• _Collected data_:

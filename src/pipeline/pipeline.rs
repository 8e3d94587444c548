use std::sync::Arc;

use tower::util::BoxService;
use tower::{Service, ServiceBuilder, ServiceExt};
use tracing::debug;

use crate::analysis::color::ColorQuantizer;
use crate::analysis::faces::FaceFeatureFilter;
use crate::config::{AnalysisOptions, AnalysisSettings};
use crate::error::AnalysisError;
use crate::pipeline::instrument::TimingLayer;
use crate::pipeline::report::ThumbnailReport;
use crate::pipeline::services::{
    ColorAnalysisService, CompositionAnalysisService, EngagementService, FaceAnalysisService,
    TextExtractionService,
};
use crate::providers::{FaceDetector, TextRecognizer};

type Stage = BoxService<ThumbnailReport, ThumbnailReport, AnalysisError>;

/// A pipeline that runs a report through the enabled analysis stages in a
/// fixed order: colors, composition, text, faces, engagement.
///
/// Detection stages degrade their own slot on backend failure, so the only
/// error `process` returns is the fail-fast engagement one.
#[derive(Debug)]
pub struct AnalysisPipeline {
    stages: Vec<(&'static str, Stage)>,
}

impl AnalysisPipeline {
    pub fn builder() -> AnalysisPipelineBuilder {
        AnalysisPipelineBuilder::new()
    }

    pub fn stage_names(&self) -> Vec<&'static str> {
        self.stages.iter().map(|(name, _)| *name).collect()
    }

    pub async fn process(
        &mut self,
        mut report: ThumbnailReport,
    ) -> Result<ThumbnailReport, AnalysisError> {
        for (name, stage) in &mut self.stages {
            debug!(stage = *name, report = %report.id, "processing stage");
            report = stage.call(report).await?;
        }
        Ok(report)
    }
}

/// Assembles an [`AnalysisPipeline`] from options, settings and backends.
///
/// An axis that is enabled but has no backend to run on is skipped rather
/// than treated as a configuration error, so the pipeline stays usable
/// without any detection backend at all.
pub struct AnalysisPipelineBuilder {
    options: AnalysisOptions,
    settings: AnalysisSettings,
    recognizer: Option<Arc<dyn TextRecognizer>>,
    detector: Option<Arc<dyn FaceDetector>>,
}

impl Default for AnalysisPipelineBuilder {
    fn default() -> Self {
        Self::new()
    }
}

impl AnalysisPipelineBuilder {
    pub fn new() -> Self {
        Self {
            options: AnalysisOptions::default(),
            settings: AnalysisSettings::default(),
            recognizer: None,
            detector: None,
        }
    }

    pub fn with_options(mut self, options: AnalysisOptions) -> Self {
        self.options = options;
        self
    }

    pub fn with_settings(mut self, settings: AnalysisSettings) -> Self {
        self.settings = settings;
        self
    }

    pub fn with_text_recognizer(mut self, recognizer: Arc<dyn TextRecognizer>) -> Self {
        self.recognizer = Some(recognizer);
        self
    }

    pub fn with_face_detector(mut self, detector: Arc<dyn FaceDetector>) -> Self {
        self.detector = Some(detector);
        self
    }

    pub fn build(self) -> Result<AnalysisPipeline, AnalysisError> {
        self.settings.validate().map_err(AnalysisError::Config)?;

        let mut stages: Vec<(&'static str, Stage)> = Vec::new();

        if self.options.color_analysis {
            let quantizer = ColorQuantizer::new(self.settings.color_count)
                .with_seed(self.settings.cluster_seed)
                .with_stride(self.settings.sample_stride);
            stages.push((
                "color_analysis",
                ServiceBuilder::new()
                    .layer(TimingLayer::new("color_analysis"))
                    .service(ColorAnalysisService::new(quantizer))
                    .boxed(),
            ));
        }

        if self.options.composition {
            stages.push((
                "composition",
                ServiceBuilder::new()
                    .layer(TimingLayer::new("composition"))
                    .service(CompositionAnalysisService::new())
                    .boxed(),
            ));
        }

        if self.options.text_detection {
            match &self.recognizer {
                Some(recognizer) => stages.push((
                    "text_extraction",
                    ServiceBuilder::new()
                        .layer(TimingLayer::new("text_extraction"))
                        .service(TextExtractionService::new(
                            recognizer.clone(),
                            self.settings.min_text_confidence,
                        ))
                        .boxed(),
                )),
                None => debug!("text detection enabled without a recognizer, stage skipped"),
            }
        }

        if self.options.face_detection {
            match &self.detector {
                Some(detector) => stages.push((
                    "face_detection",
                    ServiceBuilder::new()
                        .layer(TimingLayer::new("face_detection"))
                        .service(FaceAnalysisService::new(
                            detector.clone(),
                            FaceFeatureFilter::new()
                                .with_min_confidence(self.settings.min_face_confidence),
                        ))
                        .boxed(),
                )),
                None => debug!("face detection enabled without a detector, stage skipped"),
            }
        }

        // Engagement always runs last; it is a no-op without statistics.
        stages.push((
            "engagement",
            ServiceBuilder::new()
                .layer(TimingLayer::new("engagement"))
                .service(EngagementService::new())
                .boxed(),
        ));

        Ok(AnalysisPipeline { stages })
    }
}

#[cfg(test)]
mod tests {
    use super::*;
    use crate::analysis::core::ImageRegion;
    use crate::analysis::engagement::VideoStats;
    use crate::analysis::text::ConfidenceScale;
    use crate::error::ProviderError;
    use crate::providers::{RawFaceDetection, RawTextDetection};
    use async_trait::async_trait;
    use chrono::{Duration, Utc};
    use image::{DynamicImage, ImageBuffer, Rgb};

    struct StubRecognizer;

    #[async_trait]
    impl TextRecognizer for StubRecognizer {
        async fn recognize(
            &self,
            _image: &DynamicImage,
        ) -> Result<Vec<RawTextDetection>, ProviderError> {
            Ok(vec![RawTextDetection::new(
                "GIVEAWAY",
                95.0,
                ImageRegion::new(5, 5, 50, 14),
            )])
        }

        fn confidence_scale(&self) -> ConfidenceScale {
            ConfidenceScale::Percent
        }

        fn name(&self) -> &'static str {
            "StubRecognizer"
        }
    }

    struct StubDetector;

    #[async_trait]
    impl FaceDetector for StubDetector {
        async fn detect(
            &self,
            _image: &DynamicImage,
        ) -> Result<Vec<RawFaceDetection>, ProviderError> {
            Ok(vec![RawFaceDetection::new(
                ImageRegion::new(20, 20, 40, 40),
                0.9,
            )])
        }

        fn name(&self) -> &'static str {
            "StubDetector"
        }
    }

    fn thumbnail() -> ThumbnailReport {
        ThumbnailReport::new(DynamicImage::ImageRgb8(
            ImageBuffer::<Rgb<u8>, Vec<u8>>::from_pixel(96, 96, Rgb([180, 60, 60])),
        ))
    }

    fn ten_day_old_stats() -> VideoStats {
        VideoStats {
            view_count: Some(1000),
            like_count: Some(40),
            comment_count: Some(5),
            subscriber_count: Some(2000),
            published_at: Some(Utc::now() - Duration::days(10)),
        }
    }

    #[test]
    fn default_build_runs_local_stages_only() {
        let pipeline = AnalysisPipeline::builder().build().unwrap();
        assert_eq!(
            pipeline.stage_names(),
            vec!["color_analysis", "composition", "engagement"]
        );
    }

    #[test]
    fn invalid_settings_fail_the_build() {
        let result = AnalysisPipeline::builder()
            .with_settings(AnalysisSettings {
                color_count: 0,
                ..AnalysisSettings::default()
            })
            .build();
        assert!(matches!(result, Err(AnalysisError::Config(_))));
    }

    #[tokio::test]
    async fn disabled_axes_leave_their_slots_empty() {
        let mut pipeline = AnalysisPipeline::builder()
            .with_options(AnalysisOptions::none())
            .build()
            .unwrap();

        let report = pipeline.process(thumbnail()).await.unwrap();

        assert!(report.colors.is_none());
        assert!(report.composition.is_none());
        assert!(report.insights.is_none());
        assert!(report.text.is_none());
        assert!(report.faces.is_none());
        assert!(report.engagement.is_none());
    }

    #[tokio::test]
    async fn full_pipeline_fills_every_slot() {
        let mut pipeline = AnalysisPipeline::builder()
            .with_text_recognizer(Arc::new(StubRecognizer))
            .with_face_detector(Arc::new(StubDetector))
            .build()
            .unwrap();

        let report = pipeline
            .process(thumbnail().with_stats(ten_day_old_stats()))
            .await
            .unwrap();

        assert!(report.colors.is_some());
        assert!(report.composition.is_some());
        assert!(report.insights.is_some());
        assert_eq!(report.text.unwrap().value.texts, vec!["GIVEAWAY"]);
        assert_eq!(report.faces.unwrap().value.count(), 1);
        assert_eq!(report.engagement.unwrap().sub_conversion, 50.0);
    }

    #[tokio::test]
    async fn enabled_axis_without_backend_is_skipped() {
        let mut pipeline = AnalysisPipeline::builder().build().unwrap();
        assert!(!pipeline.stage_names().contains(&"text_extraction"));
        assert!(!pipeline.stage_names().contains(&"face_detection"));

        let report = pipeline.process(thumbnail()).await.unwrap();
        assert!(report.text.is_none());
        assert!(report.faces.is_none());
    }

    #[tokio::test]
    async fn engagement_errors_fail_the_whole_report() {
        let mut pipeline = AnalysisPipeline::builder().build().unwrap();
        let stats = VideoStats {
            view_count: Some(0),
            ..ten_day_old_stats()
        };

        let result = pipeline.process(thumbnail().with_stats(stats)).await;
        assert!(matches!(result, Err(AnalysisError::Metrics(_))));
    }
}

• _TASK DETAILS_: Provide the number of lines in these entries that hold the word "StubRecognizer", without any accompanying text.

• _YOUR RESPONSE_: 4